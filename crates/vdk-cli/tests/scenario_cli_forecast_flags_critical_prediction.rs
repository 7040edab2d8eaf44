//! `vdk merge` then `vdk forecast`: a deteriorating vital shows up as a
//! critical finding on the predicted row.

use assert_cmd::prelude::*;
use predicates::prelude::*;
use std::path::Path;

const VITALS_HEADER: &str =
    "Patient_ID,Date,Time,Blood_Glucose,SpO2,ECG,Hydration,Heart_Rate,Respiratory_Rate,Body_Temperature";
const BP_HEADER: &str = "Patient_ID,Date,Time,Systolic_BP,Diastolic_BP";
const LABS_HEADER: &str = "Patient_ID,Date,Hemoglobin,Cholesterol,Platelet_Count,\
WBC_Count,RBC_Count,Creatinine,Urea,Sodium,Potassium,Calcium";

/// One patient, one row per day, with the heart-rate series given per day.
fn write_patient(root: &Path, patient: &str, heart_rates: &[u32]) {
    let dir = root.join(patient);
    std::fs::create_dir_all(&dir).unwrap();
    let vitals: Vec<String> = heart_rates
        .iter()
        .enumerate()
        .map(|(i, hr)| {
            format!(
                "{patient},{:02}-01-2024,08.00.00,100,97,1.0,60,{hr},16,36.8",
                i + 1
            )
        })
        .collect();
    let bp: Vec<String> = heart_rates
        .iter()
        .enumerate()
        .map(|(i, _)| format!("{patient},{:02}-01-2024,08.00.00,120,80", i + 1))
        .collect();
    std::fs::write(
        dir.join("blood_monitoring.csv"),
        format!("{VITALS_HEADER}\n{}\n", vitals.join("\n")),
    )
    .unwrap();
    std::fs::write(
        dir.join("bp_monitoring.csv"),
        format!("{BP_HEADER}\n{}\n", bp.join("\n")),
    )
    .unwrap();
    std::fs::write(
        dir.join("lab_results.csv"),
        format!("{LABS_HEADER}\n{patient},01-01-2024,14,180,250000,7000,5.2,1.0,14,140,4.2,9.4\n"),
    )
    .unwrap();
}

fn merge(data: &Path, out: &Path) -> anyhow::Result<()> {
    assert_cmd::Command::cargo_bin("vdk-cli")?
        .arg("merge")
        .arg("--data-dir")
        .arg(data)
        .arg("--out")
        .arg(out)
        .assert()
        .success();
    Ok(())
}

#[test]
fn cli_forecast_flags_out_of_range_prediction() -> anyhow::Result<()> {
    let dir = tempfile::tempdir()?;
    let data = dir.path().join("data");
    // steady, then a spike on the final day; hold-last carries the spike
    write_patient(&data, "P001", &[72, 74, 73, 75, 130]);
    let merged = dir.path().join("merged.csv");
    merge(&data, &merged)?;

    let report = dir.path().join("forecast.json");
    let mut cmd = assert_cmd::Command::cargo_bin("vdk-cli")?;
    cmd.arg("forecast")
        .arg("--merged")
        .arg(&merged)
        .arg("--window")
        .arg("3")
        .arg("--report")
        .arg(&report);
    cmd.assert()
        .success()
        .stdout(predicate::str::contains("ForecastRun"))
        .stdout(predicate::str::contains("AlertReport"))
        .stdout(predicate::str::contains("Heart_Rate = 130 (normal 50..110)"))
        .stdout(predicate::str::contains(
            "forecast_ok=true window=3 predicted=1 skipped=0 critical=1 high_severity=0",
        ));

    let artifact: serde_json::Value = serde_json::from_str(&std::fs::read_to_string(&report)?)?;
    assert_eq!(artifact["forecast"]["window"], 3);
    assert!(artifact["forecast"]["predictions"]["P001"].is_array());
    assert_eq!(artifact["alerts"]["alerts"]["P001"]["high_severity"], false);
    Ok(())
}

#[test]
fn cli_forecast_reports_short_history_as_a_skip() -> anyhow::Result<()> {
    let dir = tempfile::tempdir()?;
    let data = dir.path().join("data");
    write_patient(&data, "P001", &[72, 73]);
    let merged = dir.path().join("merged.csv");
    merge(&data, &merged)?;

    let mut cmd = assert_cmd::Command::cargo_bin("vdk-cli")?;
    cmd.arg("forecast")
        .arg("--merged")
        .arg(&merged)
        .arg("--window")
        .arg("5");
    cmd.assert()
        .success()
        .stdout(predicate::str::contains("insufficient history"))
        .stdout(predicate::str::contains("predicted=0 skipped=1"));
    Ok(())
}

#[test]
fn cli_forecast_rejects_window_zero() -> anyhow::Result<()> {
    let dir = tempfile::tempdir()?;
    let mut cmd = assert_cmd::Command::cargo_bin("vdk-cli")?;
    cmd.arg("forecast")
        .arg("--merged")
        .arg(dir.path().join("merged.csv"))
        .arg("--window")
        .arg("0");
    cmd.assert()
        .failure()
        .stderr(predicate::str::contains("--window"));
    Ok(())
}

INSTRUCTIONS TO FOLLOW: Would you return the full set of entries, unchanged in every detail?

OUTPUT:
filename crates/vdk-cli/tests/scenario_cli_forecast_flags_critical_prediction.rs
repository 7040edab2d8eaf44
//! `vdk merge` then `vdk forecast`: a deteriorating vital shows up as a
//! critical finding on the predicted row.

use assert_cmd::prelude::*;
use predicates::prelude::*;
use std::path::Path;

const VITALS_HEADER: &str =
    "Patient_ID,Date,Time,Blood_Glucose,SpO2,ECG,Hydration,Heart_Rate,Respiratory_Rate,Body_Temperature";
const BP_HEADER: &str = "Patient_ID,Date,Time,Systolic_BP,Diastolic_BP";
const LABS_HEADER: &str = "Patient_ID,Date,Hemoglobin,Cholesterol,Platelet_Count,\
WBC_Count,RBC_Count,Creatinine,Urea,Sodium,Potassium,Calcium";

/// One patient, one row per day, with the heart-rate series given per day.
fn write_patient(root: &Path, patient: &str, heart_rates: &[u32]) {
    let dir = root.join(patient);
    std::fs::create_dir_all(&dir).unwrap();
    let vitals: Vec<String> = heart_rates
        .iter()
        .enumerate()
        .map(|(i, hr)| {
            format!(
                "{patient},{:02}-01-2024,08.00.00,100,97,1.0,60,{hr},16,36.8",
                i + 1
            )
        })
        .collect();
    let bp: Vec<String> = heart_rates
        .iter()
        .enumerate()
        .map(|(i, _)| format!("{patient},{:02}-01-2024,08.00.00,120,80", i + 1))
        .collect();
    std::fs::write(
        dir.join("blood_monitoring.csv"),
        format!("{VITALS_HEADER}\n{}\n", vitals.join("\n")),
    )
    .unwrap();
    std::fs::write(
        dir.join("bp_monitoring.csv"),
        format!("{BP_HEADER}\n{}\n", bp.join("\n")),
    )
    .unwrap();
    std::fs::write(
        dir.join("lab_results.csv"),
        format!("{LABS_HEADER}\n{patient},01-01-2024,14,180,250000,7000,5.2,1.0,14,140,4.2,9.4\n"),
    )
    .unwrap();
}

fn merge(data: &Path, out: &Path) -> anyhow::Result<()> {
    assert_cmd::Command::cargo_bin("vdk-cli")?
        .arg("merge")
        .arg("--data-dir")
        .arg(data)
        .arg("--out")
        .arg(out)
        .assert()
        .success();
    Ok(())
}

#[test]
fn cli_forecast_flags_out_of_range_prediction() -> anyhow::Result<()> {
    let dir = tempfile::tempdir()?;
    let data = dir.path().join("data");
    // steady, then a spike on the final day; hold-last carries the spike
    write_patient(&data, "P001", &[72, 74, 73, 75, 130]);
    let merged = dir.path().join("merged.csv");
    merge(&data, &merged)?;

    let report = dir.path().join("forecast.json");
    let mut cmd = assert_cmd::Command::cargo_bin("vdk-cli")?;
    cmd.arg("forecast")
        .arg("--merged")
        .arg(&merged)
        .arg("--window")
        .arg("3")
        .arg("--report")
        .arg(&report);
    cmd.assert()
        .success()
        .stdout(predicate::str::contains("ForecastRun"))
        .stdout(predicate::str::contains("AlertReport"))
        .stdout(predicate::str::contains("Heart_Rate = 130 (normal 50..110)"))
        .stdout(predicate::str::contains(
            "forecast_ok=true window=3 predicted=1 skipped=0 critical=1 high_severity=0",
        ));

    let artifact: serde_json::Value = serde_json::from_str(&std::fs::read_to_string(&report)?)?;
    assert_eq!(artifact["forecast"]["window"], 3);
    assert!(artifact["forecast"]["predictions"]["P001"].is_array());
    assert_eq!(artifact["alerts"]["alerts"]["P001"]["high_severity"], false);
    Ok(())
}

#[test]
fn cli_forecast_reports_short_history_as_a_skip() -> anyhow::Result<()> {
    let dir = tempfile::tempdir()?;
    let data = dir.path().join("data");
    write_patient(&data, "P001", &[72, 73]);
    let merged = dir.path().join("merged.csv");
    merge(&data, &merged)?;

    let mut cmd = assert_cmd::Command::cargo_bin("vdk-cli")?;
    cmd.arg("forecast")
        .arg("--merged")
        .arg(&merged)
        .arg("--window")
        .arg("5");
    cmd.assert()
        .success()
        .stdout(predicate::str::contains("insufficient history"))
        .stdout(predicate::str::contains("predicted=0 skipped=1"));
    Ok(())
}

#[test]
fn cli_forecast_rejects_window_zero() -> anyhow::Result<()> {
    let dir = tempfile::tempdir()?;
    let mut cmd = assert_cmd::Command::cargo_bin("vdk-cli")?;
    cmd.arg("forecast")
        .arg("--merged")
        .arg(dir.path().join("merged.csv"))
        .arg("--window")
        .arg("0");
    cmd.assert()
        .failure()
        .stderr(predicate::str::contains("--window"));
    Ok(())
}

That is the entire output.